Mais quelles alternatives ? Mus souligne le fait que le mouvement rejette les partis d’opposition et que les islamistes se sont retirés des élections avant le début de la contestation, et l’échiquier politique algérien semble maintenant décomposé selon Lina : « Il faut savoir qu’en Algérie, il y a énormément de petits partis, mais ils ne sont pas bien implantés, ils n’ont pas de base militante forte, et la plupart ont travaillé avec le régime. »

Doria semble quant à elle suggérer une solution : « Les gens se posent souvent la question de l’émergence de nouveaux leaders politiques, mais il faut que ce soit une émergence populaire, sans les anciens partis, parce qu’ils sont tous impliqués dans les affaires du régime. »

« Les médias français font mauvaise presse de ces manifestations »
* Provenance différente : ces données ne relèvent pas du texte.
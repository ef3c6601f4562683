//! Position evaluation for the search.
//!
//! All evaluators map `(state, perspective)` to a score in [-1, 1]:
//! -1 when the perspective player is dead, +1 when every opponent is dead,
//! a blended estimate otherwise.
//!
//! - `HeuristicEvaluator`: hand-tuned formula, needs no configuration
//! - `Evaluation`: uses a loaded `ResidualValueNet`, falls back to the heuristic

mod evaluation;
mod heuristic;

pub use evaluation::Evaluation;
pub use heuristic::{HeuristicEvaluator, HeuristicWeights};

use crate::core::{GameState, PlayerId};

/// Static position evaluator.
pub trait Evaluator: Send + Sync {
    /// Score `state` for `perspective`, in [-1, 1].
    fn evaluate(&self, state: &GameState, perspective: PlayerId) -> f64;
}

impl<E: Evaluator + ?Sized> Evaluator for &E {
    fn evaluate(&self, state: &GameState, perspective: PlayerId) -> f64 {
        (**self).evaluate(state, perspective)
    }
}

/// Score of a decided position, if it is one.
#[must_use]
pub fn terminal_value(state: &GameState, perspective: PlayerId) -> Option<f64> {
    let me = state.get_player(perspective)?;
    if !me.is_alive() {
        return Some(-1.0);
    }
    if state.living_enemies(perspective).next().is_none() {
        return Some(1.0);
    }
    None
}
//! `consignkit`: consignment settlement reports from a stock workbook.
//!
//! Usage:
//!   consignkit settle <WORKBOOK> [--out DIR] [--logo PATH] [--dry-run]
//!   consignkit contact set <PUBLISHER_ID> --proveedor .. --fecha ..
//!   consignkit contact show [<PUBLISHER_ID>]

use std::error::Error;
use std::path::{Path, PathBuf};
use std::process::ExitCode;

use clap::{Args, Parser, Subcommand};
use consignkit::batch::{plan_settlements, render_settlement_plan, write_batch_documents};
use consignkit::config::SpecConsignConfig;
use consignkit::contact::{ContactRepository, JsonFileContactRepository, derive_contact_key};
use consignkit::logo::load_logo;
use consignkit_io_xlsx::conf::TUP_CONTACT_LABELS;
use consignkit_settle::spec::{SpecContactInfo, SpecPublisherSettlement};

/// Consignment settlement reports.
#[derive(Parser, Debug)]
#[command(name = "consignkit", version, about = "Consignment settlement reports")]
struct Cli {
    /// TOML config file.
    #[arg(long, global = true, env = "CONSIGNKIT_CONFIG")]
    config: Option<PathBuf>,

    /// JSON contact store (overrides config).
    #[arg(long, global = true)]
    contacts: Option<PathBuf>,

    #[command(subcommand)]
    command: Commands,
}

#[derive(Subcommand, Debug)]
enum Commands {
    /// Generate one report per publisher with something to settle.
    Settle {
        /// Stock workbook (.xlsx/.xls/.ods).
        workbook: PathBuf,

        /// Output directory (overrides config).
        #[arg(long, short = 'o')]
        out: Option<PathBuf>,

        /// Logo image (overrides the default logo).
        #[arg(long)]
        logo: Option<PathBuf>,

        /// Sheet to read (overrides config).
        #[arg(long)]
        sheet: Option<String>,

        /// Zero-based header row (overrides config).
        #[arg(long)]
        header_row: Option<usize>,

        /// Print the settlement rows without writing reports.
        #[arg(long)]
        dry_run: bool,
    },
    /// Manage publisher contacts.
    #[command(subcommand)]
    Contact(ContactCommands),
}

#[derive(Subcommand, Debug)]
enum ContactCommands {
    /// Insert or replace a publisher contact.
    Set {
        /// Publisher id as printed in report titles.
        publisher_id: String,
        #[command(flatten)]
        fields: ContactFields,
    },
    /// Show one contact, or all when no id is given.
    Show { publisher_id: Option<String> },
}

#[derive(Args, Debug)]
struct ContactFields {
    #[arg(long, default_value = "")]
    proveedor: String,
    #[arg(long, default_value = "")]
    contacto: String,
    #[arg(long, default_value = "")]
    fono_mail: String,
    #[arg(long, default_value = "")]
    descuento: String,
    #[arg(long, default_value = "")]
    pago: String,
    #[arg(long, default_value = "")]
    fecha: String,
}

impl From<ContactFields> for SpecContactInfo {
    fn from(fields: ContactFields) -> Self {
        Self {
            proveedor: fields.proveedor,
            contacto: fields.contacto,
            fono_mail: fields.fono_mail,
            descuento: fields.descuento,
            pago: fields.pago,
            fecha: fields.fecha,
        }
    }
}

fn main() -> ExitCode {
    tracing_subscriber::fmt()
        .with_env_filter(
            tracing_subscriber::EnvFilter::try_from_default_env()
                .unwrap_or_else(|_| "info".into()),
        )
        .with_writer(std::io::stderr)
        .init();

    let cli = Cli::parse();
    match run(cli) {
        Ok(()) => ExitCode::SUCCESS,
        Err(err) => {
            eprintln!("error: {err}");
            ExitCode::FAILURE
        }
    }
}

fn run(cli: Cli) -> Result<(), Box<dyn Error>> {
    let mut config = SpecConsignConfig::load(cli.config.as_deref())?;
    if let Some(path) = cli.contacts {
        config.path_contacts = path;
    }
    let mut contacts = JsonFileContactRepository::new(&config.path_contacts);

    match cli.command {
        Commands::Settle {
            workbook,
            out,
            logo,
            sheet,
            header_row,
            dry_run,
        } => {
            if let Some(dir) = out {
                config.dir_output = dir;
            }
            if sheet.is_some() {
                config.sheet_name = sheet;
            }
            if let Some(n_row) = header_row {
                config.header_row_index = n_row;
            }
            run_settle(&config, &contacts, &workbook, logo.as_deref(), dry_run)
        }
        Commands::Contact(ContactCommands::Set {
            publisher_id,
            fields,
        }) => {
            let c_id = derive_contact_key(&publisher_id);
            contacts.put(&c_id, SpecContactInfo::from(fields))?;
            println!("Saved contact for {c_id}");
            Ok(())
        }
        Commands::Contact(ContactCommands::Show { publisher_id }) => {
            match publisher_id {
                Some(c_id) => {
                    let c_id = derive_contact_key(&c_id);
                    match contacts.get(&c_id)? {
                        Some(info) => print_contact(&c_id, &info),
                        None => println!("No contact stored for {c_id}"),
                    }
                }
                None => {
                    for (c_id, info) in contacts.list()? {
                        print_contact(&c_id, &info);
                    }
                }
            }
            Ok(())
        }
    }
}

fn run_settle(
    config: &SpecConsignConfig,
    contacts: &dyn ContactRepository,
    path_workbook: &Path,
    path_logo: Option<&Path>,
    dry_run: bool,
) -> Result<(), Box<dyn Error>> {
    let v_workbook = std::fs::read(path_workbook)
        .map_err(|err| format!("Failed to read {}: {err}", path_workbook.display()))?;
    let plan = plan_settlements(&v_workbook, &config.to_read_options(), contacts)?;

    if dry_run {
        for settlement in &plan.settlements {
            print_settlement(settlement);
        }
        print_no_data(&plan.publishers_no_data);
        println!("{}", plan.report);
        return Ok(());
    }

    let spec_logo = load_logo(path_logo, &config.path_logo_default);
    let mut batch = render_settlement_plan(plan, spec_logo.v_logo.as_deref())?;
    for c_warning in spec_logo.warnings {
        batch.report.add_warning(c_warning);
    }

    for path in write_batch_documents(&batch, &config.dir_output)? {
        println!("Wrote {}", path.display());
    }
    print_no_data(&batch.publishers_no_data);
    println!("{}", batch.report);
    Ok(())
}

fn print_settlement(settlement: &SpecPublisherSettlement) {
    println!(
        "== {} ({} rows)",
        settlement.publisher_id,
        settlement.rows.len()
    );
    for row in &settlement.rows {
        println!(
            "  {:>5}  {}  {}",
            row.settlement_quantity, row.product, row.isbn
        );
    }
}

fn print_no_data(publishers: &[String]) {
    if publishers.is_empty() {
        return;
    }
    println!("No data to settle:");
    for c_id in publishers {
        println!("  {c_id}");
    }
}

fn print_contact(publisher_id: &str, info: &SpecContactInfo) {
    println!("{publisher_id}");
    for (c_label, c_value) in TUP_CONTACT_LABELS.iter().zip(info.values()) {
        println!("  {c_label} {c_value}");
    }
}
La conversation continue sur la vision des autorités françaises de la mobilisation en Algérie, suite à la venue de l’ambassadeur de France à Alger. Mus décrie le traitement des manifestations par la presse française, et montre plusieurs photos de pancartes adressées à Macron ou à la France. « On ne veut pas d’une ingérence précise-t-elle. On sait que les services secrets français ont déclassifié des dossiers concernant l’implication plus ou moins directe de Bouteflika dans des assassinats, et 10% du gaz français vient d’Algérie. On sait très bien que la France protège ses intérêts ! »

« Les femmes ont leur place dans le mouvement mais le patriarcat n’est pas remis en cause »

Quand on lui demande si les femmes sont présentes en nombre dans les manifestations, Lina semble mitigée : « Le nombre de femmes n’a cessé d’augmenter de semaine en semaine. Le premier vendredi, il y avait très peu de femmes ; celui d’après, il y en avait déjà plus, et celui d’après, le 8 mars (journée internationale des luttes pour les droits des femmes, ndlr), il y a eu un appel massif pour que les femmes descendent dans les rues, et il y en a eu beaucoup. Mais je me suis quand même fait traiter de pute en manifestation. La femme a sa place dans le mouvement, mais le patriarcat n’est pas remis en cause. Par exemple, avant une manifestation, il y avait un tract qui tournait avec les dix-huit commandements de ce qu’il faut faire ou non, et l’un d’eux était : ‘‘je ferais attention aux enfants, aux vieux, et aux femmes’’, donc on voit bien que la femme est reléguée dans une catégorie de la population qui a besoin de l’aide des hommes et qui n’est pas autonome. Il faut aussi dire qu’il y avait aussi quelques associations féministes dans les manifestations qui essayaient de revendiquer l’égalité hommes-femmes et des droits pour les femmes, et beaucoup de gens ont rejeté l’initiative en disant : ‘‘on ne veut pas de revendications féministes, on est tous unis contre le pouvoir, et il ne faut pas faire de différences entre hommes et femmes’’, sauf que la femme est discriminée dans notre société. Une copine étudiante est venue en manifestation avec une pancarte souvent vue en France – ‘‘si j’avais voulu me faire baiser par le gouvernement, j’aurais élu Brad Pitt et pas Bouteflika’’ –, et elle s’est fait traiter de pute, ça a été mal perçu, même si d’autres ont rigolé et lui ont dit qu’elle avait beaucoup de courage. »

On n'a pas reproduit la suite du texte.